Chris,I believe Mark was using braid running line and a braid shock leader when this happened and with his monster cast something had to give.Last couple times I have fished with him he has gone back to a mono shock.


----------



## Digger (Jan 4, 2000)

I have never seen Mark Edwards throw, but from what I have heard, him breaking that rod into 5 pieces would not stop me from buying it. I have broke several rods back in the fiberglas days just casting. But 5oz and braid something has to give, with the way he can throw. I'll bet Nick replaced it with no problems (maybe a laugh). Heck when he sent to HDX to Tommy Farmer he wanted it tested hard.


----------



## Mark G (Nov 15, 2004)

kmw21230 said:


> Me being a guy that has middle of the road stuff (Tsunami, triumph, Cape Point, Tica) The HDX would be a huge jump?

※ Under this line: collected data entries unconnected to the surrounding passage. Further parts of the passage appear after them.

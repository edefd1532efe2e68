//! Durability across process restarts with a journaled log.

use provisioner::log::{EventLog, LocalLog, LocalLogConfig};
use provisioner::repositories::users::mock::MockUserStore;
use provisioner_test_utils::*;
use std::sync::Arc;

fn open_log(dir: &std::path::Path) -> Result<Arc<FaultyLog>, anyhow::Error> {
    let local = LocalLog::open(LocalLogConfig::new(TEST_TOPIC).with_data_dir(dir))?;
    Ok(Arc::new(FaultyLog::new(Arc::new(local))))
}

/// Records and commits survive a restart; the new consumer picks up exactly
/// where the old one committed.
#[tokio::test]
async fn test_consumer_resumes_after_log_reopen() -> Result<(), anyhow::Error> {
    let dir = tempfile::tempdir()?;
    let users = MockUserStore::new();
    users.insert_user(TEST_IDENTITY_ALICE)?;
    let bob = users.insert_user(TEST_IDENTITY_BOB)?;

    // First process: one record processed, one left for later
    {
        let log = open_log(dir.path())?;
        let mut harness =
            PipelineHarness::start_with(log, users.clone(), HarnessOptions::default()).await?;
        harness.publisher.publish(TEST_IDENTITY_ALICE).await?;
        assert!(harness.wait_for_commits(1).await);
        harness.stop().await?;
        harness.publisher.publish(TEST_IDENTITY_BOB).await?;
        harness.log.close().await?;
    }

    // Second process
    let log = open_log(dir.path())?;
    assert_eq!(log.latest_offset(TEST_TOPIC, 0).await?, 2);
    assert_eq!(log.committed(TEST_GROUP_ID, TEST_TOPIC, 0).await?, Some(1));

    let mut harness = PipelineHarness::start_with(log, users, HarnessOptions::default()).await?;
    assert!(harness.wait_for_commits(1).await);

    assert_eq!(harness.committed(0).await, Some(2));
    assert_eq!(harness.users.save_count(), 2);
    assert!(harness.users.user(bob).and_then(|u| u.jwt_token).is_some());

    harness.stop().await?;
    Ok(())
}

/// A trimmed watermark is still in force after a restart.
#[tokio::test]
async fn test_trim_survives_log_reopen() -> Result<(), anyhow::Error> {
    let dir = tempfile::tempdir()?;

    {
        let log = open_log(dir.path())?;
        for _ in 0..4 {
            log.append(TEST_TOPIC, b"k", b"v").await?;
        }
        log.commit(TEST_GROUP_ID, TEST_TOPIC, 0, 3).await?;
        log.delete_records(TEST_TOPIC, 0, 3).await?;
        log.close().await?;
    }

    let log = open_log(dir.path())?;
    assert_eq!(log.earliest_offset(TEST_TOPIC, 0).await?, 3);
    assert_eq!(log.latest_offset(TEST_TOPIC, 0).await?, 4);
    assert_eq!(log.committed(TEST_GROUP_ID, TEST_TOPIC, 0).await?, Some(3));
    Ok(())
}
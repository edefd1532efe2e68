//! # Provisioner Test Utilities
//!
//! Shared test utilities for the provisioner.
//!
//! This crate provides:
//! - Fixed test identities, secrets and timestamps
//! - Session token builders (including forged and tampered tokens)
//! - A fault-injecting [`EventLog`](provisioner::log::EventLog) wrapper
//! - A pipeline harness running a real consumer against an in-memory log
//! - Custom assertions (`SessionTokenAssertions` trait)
//!
//! ## Usage
//!
//! ```rust,ignore
//! use provisioner_test_utils::*;
//!
//! #[tokio::test]
//! async fn test_example() {
//!     let harness = PipelineHarness::start(HarnessOptions::default()).await.unwrap();
//!     let user_id = harness.users.insert_user(TEST_IDENTITY_ALICE).unwrap();
//!
//!     harness.publisher.publish(TEST_IDENTITY_ALICE).await.unwrap();
//!     assert!(harness.wait_for_commits(1).await);
//!
//!     let token = harness.users.user(user_id).unwrap().jwt_token.unwrap();
//!     token.assert_session_token(TEST_SECRET).assert_for_user(user_id);
//!
//!     harness.stop().await.unwrap();
//! }
//! ```

pub mod assertions;
pub mod fault_log;
pub mod pipeline_harness;
pub mod test_ids;
pub mod token_builders;

// Re-export commonly used items
pub use assertions::*;
pub use fault_log::*;
pub use pipeline_harness::*;
pub use test_ids::*;
pub use token_builders::*;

Definitely an improvement over the others listed- Huge jump- little too subjective to be a yes or no

perhaps going to a fusion would be a huge jump -would hope so for huge jump in price- $400+

IMO, going from $100-150 rod to a $200 rod (HDX) is not a huge jump in price, wouldn't expect a huge jump in performance- though you never know when you may find the rod that suits you perfectly- irregardless of price


----------



## Big EL (Apr 8, 2002)

*You guys are killin me.....................*

I bought one of the very first OM's years ago when they first came out, Practiced like crazy had the butt extended and humbly think I can cast with the best of them.

*A CUSTOM HIGH DOLLAR ROD DOESN'T MAKE YOU A BETTER CASTER!*

Practice does.

I've seen new rods come and go, The OM kept gettin the job done. I don't walk around with gold in my pockets, Besides I'm more intrested in catching fish than talking about the lastest custom Rod thats supposed to be the end all.

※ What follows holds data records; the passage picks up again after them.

//! Retention safety tests.
//!
//! The trimmer never discards records a group has not committed past; a raw
//! delete that does is observable to readers as an out-of-range position,
//! never as an empty read.

use provisioner::config::CommitPolicy;
use provisioner::errors::PipelineError;
use provisioner::log::{EventLog, FetchSettings, GroupReader, LocalLog, LogError};
use provisioner::repositories::users::mock::MockUserStore;
use provisioner::services::{RetentionTrimmer, SignupPublisher};
use provisioner_test_utils::*;
use std::sync::Arc;
use std::time::Duration;

fn fetch_settings() -> FetchSettings {
    FetchSettings {
        min_bytes: 1,
        max_bytes: 1_000_000,
        max_wait: Duration::from_millis(20),
    }
}

async fn log_with_signups(identities: &[&str]) -> Result<Arc<dyn EventLog>, anyhow::Error> {
    let log: Arc<dyn EventLog> = Arc::new(LocalLog::in_memory(TEST_TOPIC, 1)?);
    let publisher = SignupPublisher::new(Arc::clone(&log), TEST_TOPIC);
    for identity in identities {
        publisher.publish(identity).await?;
    }
    Ok(log)
}

async fn wait_for_earliest(log: &dyn EventLog, expected: i64) -> i64 {
    let deadline = tokio::time::Instant::now() + Duration::from_secs(5);
    loop {
        let earliest = log
            .earliest_offset(TEST_TOPIC, 0)
            .await
            .expect("earliest offset readable");
        if earliest >= expected || tokio::time::Instant::now() >= deadline {
            return earliest;
        }
        tokio::time::sleep(Duration::from_millis(5)).await;
    }
}

/// Trimming past a group's committed position is refused and leaves the log
/// untouched.
#[tokio::test]
async fn test_trim_ahead_of_commit_is_rejected() -> Result<(), anyhow::Error> {
    let log = log_with_signups(&[TEST_IDENTITY_ALICE; 5]).await?;
    log.commit(TEST_GROUP_ID, TEST_TOPIC, 0, 2).await?;
    let trimmer = RetentionTrimmer::new(Arc::clone(&log), TEST_TOPIC);

    let result = trimmer.trim_before(0, 4).await;

    match result {
        Err(PipelineError::TrimAheadOfCommit {
            partition,
            requested,
            group,
            committed,
        }) => {
            assert_eq!(partition, 0);
            assert_eq!(requested, 4);
            assert_eq!(group, TEST_GROUP_ID);
            assert_eq!(committed, 2);
        }
        other => panic!("expected TrimAheadOfCommit, got {other:?}"),
    }
    assert_eq!(log.earliest_offset(TEST_TOPIC, 0).await?, 0);
    Ok(())
}

/// The slowest group bounds how far a trim may go.
#[tokio::test]
async fn test_trim_to_committed_stops_at_slowest_group() -> Result<(), anyhow::Error> {
    let log = log_with_signups(&[TEST_IDENTITY_ALICE; 5]).await?;
    log.commit(TEST_GROUP_ID, TEST_TOPIC, 0, 4).await?;
    log.commit(TEST_OTHER_GROUP_ID, TEST_TOPIC, 0, 1).await?;
    let trimmer = RetentionTrimmer::new(Arc::clone(&log), TEST_TOPIC);

    let report = trimmer.trim_to_committed(0).await?.expect("groups committed");

    assert_eq!(report.earliest_after, 1);
    assert_eq!(log.earliest_offset(TEST_TOPIC, 0).await?, 1);
    Ok(())
}

/// A raw delete past a fresh group's position surfaces as
/// `OffsetOutOfRange` on its first read, distinct from "no data".
#[tokio::test]
async fn test_fresh_group_after_raw_delete_sees_out_of_range() -> Result<(), anyhow::Error> {
    let log = log_with_signups(&[TEST_IDENTITY_ALICE; 4]).await?;
    log.delete_records(TEST_TOPIC, 0, 3).await?;

    let mut reader =
        GroupReader::join(Arc::clone(&log), TEST_TOPIC, TEST_GROUP_ID, fetch_settings()).await?;
    let result = reader.next_record().await;

    match result {
        Err(LogError::OffsetOutOfRange {
            partition,
            requested,
            earliest,
            latest,
            ..
        }) => {
            assert_eq!(partition, 0);
            assert_eq!(requested, 0);
            assert_eq!(earliest, 3);
            assert_eq!(latest, 4);
        }
        other => panic!("expected OffsetOutOfRange, got {other:?}"),
    }

    // After resetting, the retained record is readable
    assert_eq!(reader.reset_to_earliest(0).await?, 3);
    let record = reader.next_record().await?.expect("retained record");
    assert_eq!(record.offset, 3);
    Ok(())
}

/// A caught-up group reads nothing, without an error.
#[tokio::test]
async fn test_caught_up_group_sees_empty_read() -> Result<(), anyhow::Error> {
    let log = log_with_signups(&[TEST_IDENTITY_ALICE; 2]).await?;
    log.commit(TEST_GROUP_ID, TEST_TOPIC, 0, 2).await?;

    let mut reader =
        GroupReader::join(Arc::clone(&log), TEST_TOPIC, TEST_GROUP_ID, fetch_settings()).await?;

    assert!(reader.next_record().await?.is_none());
    Ok(())
}

/// The consumer recovers from a lost read position by skipping to the
/// earliest retained record.
#[tokio::test]
async fn test_consumer_skips_to_earliest_after_records_lost() -> Result<(), anyhow::Error> {
    let local = LocalLog::in_memory(TEST_TOPIC, 1)?;
    let log = Arc::new(FaultyLog::new(Arc::new(local)));
    let users = MockUserStore::new();
    let alice = users.insert_user(TEST_IDENTITY_ALICE)?;

    let publisher = SignupPublisher::new(log.inner(), TEST_TOPIC);
    publisher.publish(TEST_IDENTITY_GHOST).await?;
    publisher.publish(TEST_IDENTITY_GHOST).await?;
    publisher.publish(TEST_IDENTITY_ALICE).await?;
    log.delete_records(TEST_TOPIC, 0, 2).await?;

    let mut harness = PipelineHarness::start_with(log, users, HarnessOptions::default()).await?;
    assert!(harness.wait_for_commits(1).await);

    assert_eq!(harness.committed(0).await, Some(3));
    assert_eq!(harness.health.snapshot().discarded, 0);
    assert!(harness.users.user(alice).and_then(|u| u.jwt_token).is_some());

    harness.stop().await?;
    Ok(())
}

/// Under commit-and-trim the watermark follows the group's commits.
#[tokio::test]
async fn test_commit_and_trim_advances_watermark() -> Result<(), anyhow::Error> {
    let options = HarnessOptions {
        commit_policy: CommitPolicy::CommitAndTrim,
        ..HarnessOptions::default()
    };
    let mut harness = PipelineHarness::start(options).await?;
    harness.users.insert_user(TEST_IDENTITY_ALICE)?;

    for _ in 0..3 {
        harness.publisher.publish(TEST_IDENTITY_ALICE).await?;
    }
    assert!(harness.wait_for_commits(3).await);

    assert_eq!(wait_for_earliest(harness.log.as_ref(), 3).await, 3);
    assert_eq!(harness.committed(0).await, Some(3));

    harness.stop().await?;
    Ok(())
}

/// Under commit-and-trim a lagging group holds the watermark back.
#[tokio::test]
async fn test_commit_and_trim_respects_other_groups() -> Result<(), anyhow::Error> {
    let local = LocalLog::in_memory(TEST_TOPIC, 1)?;
    let log = Arc::new(FaultyLog::new(Arc::new(local)));
    let users = MockUserStore::new();
    users.insert_user(TEST_IDENTITY_ALICE)?;

    let publisher = SignupPublisher::new(log.inner(), TEST_TOPIC);
    for _ in 0..3 {
        publisher.publish(TEST_IDENTITY_ALICE).await?;
    }
    log.commit(TEST_OTHER_GROUP_ID, TEST_TOPIC, 0, 1).await?;

    let options = HarnessOptions {
        commit_policy: CommitPolicy::CommitAndTrim,
        ..HarnessOptions::default()
    };
    let mut harness = PipelineHarness::start_with(log, users, options).await?;
    assert!(harness.wait_for_commits(3).await);
    harness.stop().await?;

    assert_eq!(harness.committed(0).await, Some(3));
    assert_eq!(harness.log.earliest_offset(TEST_TOPIC, 0).await?, 1);
    Ok(())
}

Don't get me wrong there are some great builders and they do some incredible work and customs have thier place,

For the money The new HDX at $200.00 is a Hell of a deal. I've been throwing it and fishing with it for the last two months. 

If you can afford to spend $400.00 plus on a custom get one...If you can't or don't want to, you won't be dissappointed with the HDX.

IMHO,

><))))*>


----------



## Connman (Apr 14, 2001)

So far this tread has some of the wrongest info I have seen in a tread in years . 
Breakaway has nothing to do with allstar or shakespear any more . The origonal breakaways were built on allstar blanks . 
The only factory breakaways now are the HDX and the LDX , they are 100% made for Nick in China , nothing to do with allstar , shakespear or rainshadow .
Nicks customs rods basically to match the origonal series of rods with the Breakaway lable and allstar blanks are now being built on Rain shdow blanks ie custom version of the 11 9 or 2pc/1pc etc.
Mark Edwards broke the LDX casting mono with mono shocker . The tip guide was damaged before Mark cast it . Mark may have broke the rod any way , he is a beast .


----------



## TreednNC (Jul 1, 2005)

FYI- I just ordered the HDX from Randy this morning.


----------



## Mark G (Nov 15, 2004)

"A CUSTOM HIGH DOLLAR ROD DOESN'T MAKE YOU A BETTER CASTER!"

Agree that by and of itself it won't make you a better caster- But once you become a better caster you can then make the most of a better rod- "better" of course being subjective, the better rod for some styles is certainly not always the most expensive- You can get away with cheapo rods for that matter- UNTIL you start to be able to put extra power in your cast.

Will argue that a "better" rod that has better response will quiet down faster after the cast and add yardage over a cheap rod with cruddy response time- and will add distance for even an average caster.

Not advocating people can buy a good cast, but once you reach a point, better equipment can help


----------



## Cluck (Feb 27, 2006)

I stand corrected and thank Connman for my correction in reguards to Mark and the LDX.My bad for posting 3rd and 4th hand imformation in stead of straight from the horses mouth.Thought it was odd braid to braid unless Nick told him destroy it if you can.Again I thank Connman and apologize to the board.


----------



## fish bucket (Dec 5, 2002)

throw an hdx then throw an allstar 1508 2/1 and your question will be answered


----------